BEGIN DATA EXCERPTS

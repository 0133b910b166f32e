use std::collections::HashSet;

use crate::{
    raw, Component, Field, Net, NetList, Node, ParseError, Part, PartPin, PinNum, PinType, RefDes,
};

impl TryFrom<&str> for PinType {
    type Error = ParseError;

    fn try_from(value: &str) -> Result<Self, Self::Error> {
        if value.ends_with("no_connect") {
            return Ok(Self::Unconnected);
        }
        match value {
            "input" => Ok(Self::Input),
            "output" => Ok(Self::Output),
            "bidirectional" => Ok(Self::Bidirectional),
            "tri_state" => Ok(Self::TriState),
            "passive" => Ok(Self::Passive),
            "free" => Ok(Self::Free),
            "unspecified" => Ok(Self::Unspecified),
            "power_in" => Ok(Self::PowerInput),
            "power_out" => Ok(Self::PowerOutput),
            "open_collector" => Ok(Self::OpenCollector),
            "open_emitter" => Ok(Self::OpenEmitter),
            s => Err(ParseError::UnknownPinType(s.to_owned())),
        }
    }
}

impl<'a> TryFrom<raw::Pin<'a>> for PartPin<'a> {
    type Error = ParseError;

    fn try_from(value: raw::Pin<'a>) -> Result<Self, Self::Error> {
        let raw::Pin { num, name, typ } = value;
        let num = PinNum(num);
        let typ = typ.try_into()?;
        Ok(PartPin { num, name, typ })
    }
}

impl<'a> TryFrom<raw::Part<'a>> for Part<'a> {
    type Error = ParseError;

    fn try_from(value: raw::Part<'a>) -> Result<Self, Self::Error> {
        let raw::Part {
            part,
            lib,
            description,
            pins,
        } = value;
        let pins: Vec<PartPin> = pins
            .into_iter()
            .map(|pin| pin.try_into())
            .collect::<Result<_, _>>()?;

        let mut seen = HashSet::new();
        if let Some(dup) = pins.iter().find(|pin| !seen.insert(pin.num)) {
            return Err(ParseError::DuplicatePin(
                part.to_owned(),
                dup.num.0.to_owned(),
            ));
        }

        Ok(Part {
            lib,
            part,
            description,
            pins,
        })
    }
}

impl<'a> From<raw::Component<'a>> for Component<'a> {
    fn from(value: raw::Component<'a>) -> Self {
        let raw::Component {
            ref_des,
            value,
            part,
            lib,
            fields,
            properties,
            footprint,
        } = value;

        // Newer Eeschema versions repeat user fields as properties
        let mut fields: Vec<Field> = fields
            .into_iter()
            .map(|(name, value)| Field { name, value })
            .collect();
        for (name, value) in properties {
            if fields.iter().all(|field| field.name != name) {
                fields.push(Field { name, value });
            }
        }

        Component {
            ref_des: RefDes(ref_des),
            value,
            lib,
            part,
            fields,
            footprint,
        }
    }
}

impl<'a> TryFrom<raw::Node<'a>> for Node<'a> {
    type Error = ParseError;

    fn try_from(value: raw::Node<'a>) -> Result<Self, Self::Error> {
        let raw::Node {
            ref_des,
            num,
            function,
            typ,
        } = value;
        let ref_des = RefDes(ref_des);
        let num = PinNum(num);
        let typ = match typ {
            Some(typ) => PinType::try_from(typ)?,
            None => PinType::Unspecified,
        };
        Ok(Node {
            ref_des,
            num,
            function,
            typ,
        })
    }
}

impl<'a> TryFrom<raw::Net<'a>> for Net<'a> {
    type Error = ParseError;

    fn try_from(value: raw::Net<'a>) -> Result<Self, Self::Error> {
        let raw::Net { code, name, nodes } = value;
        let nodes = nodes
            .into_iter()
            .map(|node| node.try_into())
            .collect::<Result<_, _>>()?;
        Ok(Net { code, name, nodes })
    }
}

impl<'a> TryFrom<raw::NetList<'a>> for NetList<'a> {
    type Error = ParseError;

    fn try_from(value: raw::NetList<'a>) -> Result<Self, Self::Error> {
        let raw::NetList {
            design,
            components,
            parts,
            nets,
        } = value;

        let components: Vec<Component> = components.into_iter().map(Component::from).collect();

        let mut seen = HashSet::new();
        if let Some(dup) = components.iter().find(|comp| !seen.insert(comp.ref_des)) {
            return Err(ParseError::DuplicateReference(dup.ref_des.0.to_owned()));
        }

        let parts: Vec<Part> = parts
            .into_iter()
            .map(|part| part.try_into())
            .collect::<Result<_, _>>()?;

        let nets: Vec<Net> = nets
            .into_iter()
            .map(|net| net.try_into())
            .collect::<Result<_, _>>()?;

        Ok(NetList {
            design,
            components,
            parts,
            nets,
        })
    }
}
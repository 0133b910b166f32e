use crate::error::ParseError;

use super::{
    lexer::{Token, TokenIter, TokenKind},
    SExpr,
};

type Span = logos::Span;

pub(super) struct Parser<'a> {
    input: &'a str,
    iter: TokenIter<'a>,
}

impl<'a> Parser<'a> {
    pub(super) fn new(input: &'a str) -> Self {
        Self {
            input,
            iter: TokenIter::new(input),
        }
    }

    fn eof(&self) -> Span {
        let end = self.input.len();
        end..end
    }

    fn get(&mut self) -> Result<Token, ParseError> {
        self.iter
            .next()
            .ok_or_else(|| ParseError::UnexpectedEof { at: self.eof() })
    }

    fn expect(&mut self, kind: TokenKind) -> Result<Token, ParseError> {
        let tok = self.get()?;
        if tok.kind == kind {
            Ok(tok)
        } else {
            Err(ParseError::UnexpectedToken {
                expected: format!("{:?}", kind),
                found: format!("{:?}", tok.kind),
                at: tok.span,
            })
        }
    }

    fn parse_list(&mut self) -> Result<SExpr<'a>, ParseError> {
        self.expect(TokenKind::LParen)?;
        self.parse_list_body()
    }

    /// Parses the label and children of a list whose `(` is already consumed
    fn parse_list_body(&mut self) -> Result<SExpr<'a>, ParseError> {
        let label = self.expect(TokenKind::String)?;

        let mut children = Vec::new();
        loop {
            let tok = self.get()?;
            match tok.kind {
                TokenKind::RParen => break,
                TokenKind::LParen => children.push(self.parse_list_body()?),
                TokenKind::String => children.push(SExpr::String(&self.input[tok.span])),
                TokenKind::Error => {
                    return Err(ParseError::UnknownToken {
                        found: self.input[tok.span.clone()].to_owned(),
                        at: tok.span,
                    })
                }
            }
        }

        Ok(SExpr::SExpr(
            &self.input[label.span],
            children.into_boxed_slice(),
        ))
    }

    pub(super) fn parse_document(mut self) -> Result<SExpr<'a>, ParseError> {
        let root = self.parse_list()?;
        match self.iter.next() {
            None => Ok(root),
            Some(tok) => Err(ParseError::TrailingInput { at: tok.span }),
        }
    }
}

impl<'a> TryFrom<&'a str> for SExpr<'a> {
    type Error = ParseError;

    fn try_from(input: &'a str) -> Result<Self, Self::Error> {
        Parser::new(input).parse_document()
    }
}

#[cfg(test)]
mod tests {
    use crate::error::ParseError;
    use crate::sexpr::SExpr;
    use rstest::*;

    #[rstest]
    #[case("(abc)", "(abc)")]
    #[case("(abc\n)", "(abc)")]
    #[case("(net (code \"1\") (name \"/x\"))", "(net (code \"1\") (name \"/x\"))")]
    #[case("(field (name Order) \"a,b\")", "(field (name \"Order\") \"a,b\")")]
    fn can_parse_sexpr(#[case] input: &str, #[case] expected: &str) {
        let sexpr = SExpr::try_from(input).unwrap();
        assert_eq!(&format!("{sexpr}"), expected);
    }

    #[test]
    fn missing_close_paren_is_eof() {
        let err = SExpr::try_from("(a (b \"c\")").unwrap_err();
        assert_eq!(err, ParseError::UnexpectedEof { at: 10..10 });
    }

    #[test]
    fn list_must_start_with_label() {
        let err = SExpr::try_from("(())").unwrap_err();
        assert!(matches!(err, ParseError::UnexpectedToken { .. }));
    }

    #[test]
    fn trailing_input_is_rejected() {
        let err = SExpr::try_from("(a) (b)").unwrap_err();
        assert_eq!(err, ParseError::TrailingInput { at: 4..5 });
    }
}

END DATA EXCERPTS

BRIEF
The first line of the entries above marks where to begin; repeat each line exactly through the one that contains "fn try_from(value: &str)", and include that line.

EXERCISE OUTPUT
repository 0133b910b166f32e
use std::collections::HashSet;

use crate::{
    raw, Component, Field, Net, NetList, Node, ParseError, Part, PartPin, PinNum, PinType, RefDes,
};

impl TryFrom<&str> for PinType {
    type Error = ParseError;

    fn try_from(value: &str) -> Result<Self, Self::Error> {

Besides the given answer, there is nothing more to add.